Sales at Tim Hortons grew overall by 2.1 per cent in the first quarter, a figure that includes international locations. But comparable sales fell 0.3 per cent, driven by weak performance at the company’s Canadian restaurants amid a sustained wave of negative news and surveys suggesting some consumers are turned off by the brand.
Daniel Schwartz, chief executive of Restaurant Brands International Inc., blamed a group of unhappy Tim Hortons franchisees on Tuesday for the ongoing negative publicity. The Great White North Franchisee Association, a group comprised of more than 60 per cent of Canadian franchisees, is suing head office for a slew of alleged practices that they say has hurt their business since the merger of Burger King in 2014. The federal government is investigating the group’s allegations that the parent company failed to live up to promises made at the time of the merger, such as maintaining good relationships with franchisees.
“We are not pleased with the narrative in the media that has usually reflected a purposely negative tone that has really been dictated by a small group of dissident franchisees and their advisors,” Schwartz said in an interview after the company posted stronger than expected earnings, led by solid sales at Burger King and Popeye’s.
“This negative tone is starting to negatively impact our guest perceptions of the brand and undermines the good and honest intentions of our restaurant owners, their team members and our employees who are all working day to day every day to do the best for the guests and the brand.”

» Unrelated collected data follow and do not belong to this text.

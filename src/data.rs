use crate::config::AppConfig;
use crate::error::{MapError, MapResult};
use crate::topology::Topology;
use crate::types::{GeometryFeature, StatRecord};
use geo::MultiLineString;
use std::fmt;
use std::path::PathBuf;
use tracing::info;

/// Where a dataset is read from.
#[derive(Debug, Clone, PartialEq, Eq)]
pub enum Source {
    Remote(String),
    Local(PathBuf),
}

impl From<&str> for Source {
    fn from(value: &str) -> Self {
        if value.starts_with("http://") || value.starts_with("https://") {
            Source::Remote(value.to_string())
        } else {
            Source::Local(PathBuf::from(value))
        }
    }
}

impl fmt::Display for Source {
    fn fmt(&self, f: &mut fmt::Formatter<'_>) -> fmt::Result {
        match self {
            Source::Remote(url) => f.write_str(url),
            Source::Local(path) => write!(f, "{}", path.display()),
        }
    }
}

impl Source {
    fn is_csv(&self) -> bool {
        let name = match self {
            Source::Remote(url) => url.split(['?', '#']).next().unwrap_or(url).to_ascii_lowercase(),
            Source::Local(path) => path.to_string_lossy().to_ascii_lowercase(),
        };
        name.ends_with(".csv")
    }

    pub async fn read(&self, client: &reqwest::Client) -> MapResult<Vec<u8>> {
        let unavailable = |e: &dyn fmt::Display| MapError::unavailable(self.to_string(), e);
        match self {
            Source::Remote(url) => {
                let response = client
                    .get(url)
                    .send()
                    .await
                    .and_then(|r| r.error_for_status())
                    .map_err(|e| unavailable(&e))?;
                let bytes = response.bytes().await.map_err(|e| unavailable(&e))?;
                Ok(bytes.to_vec())
            }
            Source::Local(path) => tokio::fs::read(path).await.map_err(|e| unavailable(&e)),
        }
    }
}

/// Decoded inputs for one map.
#[derive(Debug, Clone)]
pub struct MapData {
    pub stats: Vec<StatRecord>,
    pub counties: Vec<GeometryFeature>,
    pub state_borders: MultiLineString<f64>,
    pub nation: Vec<GeometryFeature>,
}

/// Reads both sources concurrently. Fails as a whole if either read fails.
pub async fn fetch_datasets(
    client: &reqwest::Client,
    statistics: &Source,
    topology: &Source,
) -> MapResult<(Vec<u8>, Vec<u8>)> {
    tokio::try_join!(statistics.read(client), topology.read(client))
}

pub fn decode_statistics(bytes: &[u8], source: &Source) -> MapResult<Vec<StatRecord>> {
    if source.is_csv() {
        csv::ReaderBuilder::new()
            .trim(csv::Trim::All)
            .from_reader(bytes)
            .deserialize()
            .collect::<Result<Vec<StatRecord>, _>>()
            .map_err(|e| MapError::unavailable(source.to_string(), e))
    } else {
        serde_json::from_slice(bytes).map_err(|e| MapError::unavailable(source.to_string(), e))
    }
}

pub async fn load_data(config: &AppConfig) -> MapResult<MapData> {
    let statistics = Source::from(config.input.statistics.as_str());
    let topology = Source::from(config.input.topology.as_str());
    info!(%statistics, %topology, "Fetching datasets...");

    let client = reqwest::Client::new();
    let (stat_bytes, topo_bytes) = fetch_datasets(&client, &statistics, &topology).await?;

    let stats = decode_statistics(&stat_bytes, &statistics)?;
    info!("Loaded statistics for {} regions", stats.len());

    let topology = Topology::from_slice(&topo_bytes)?;
    let layers = &config.layers;
    let counties = topology.feature(&layers.counties)?;
    let state_borders = topology.interior_mesh(&layers.states)?;
    let nation = topology.feature(&layers.nation)?;
    info!(
        counties = counties.len(),
        state_borders = state_borders.0.len(),
        nation = nation.len(),
        "Decoded topology layers"
    );

    Ok(MapData {
        stats,
        counties,
        state_borders,
        nation,
    })
}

As a result, the company has launched a platform aimed at improving performance at Tim Hortons, including a planned $700 million restaurant renovation plan, improving coffee selection with products such as espresso and working on the brand’s communication strategies through marketing and improved media relations.
The company has “significantly improved the dialogue and the relationship with the restaurant owners” over the last few quarters, Schwartz said. “We obviously realize we have more work to do there.”
However, the company has not changed its perspective on speaking directly to members of the Great White North Franchisee Association, preferring instead to deal with a 19-member franchisee board that meets regularly with head office.
Schwartz insists that “most Canadian franchisees” are supportive of management, adding several hundred restaurants have signed on to the company’s restaurant renovation plans.
Restaurant Brands earned US$147.8 million or US 59 cents per share in the period ended March 31. That compared with profit of US$50.2 million (US 21 cents) a year ago. Revenue rose to US$1.25 billion, up from US$1 billion in the same quarter last year.
On an adjusted basis, the company earned US 66 cents per share for the quarter, up from 36 cents per share. That beat average analyst estimates of US 56 cents per share, according to Thomson Reuters.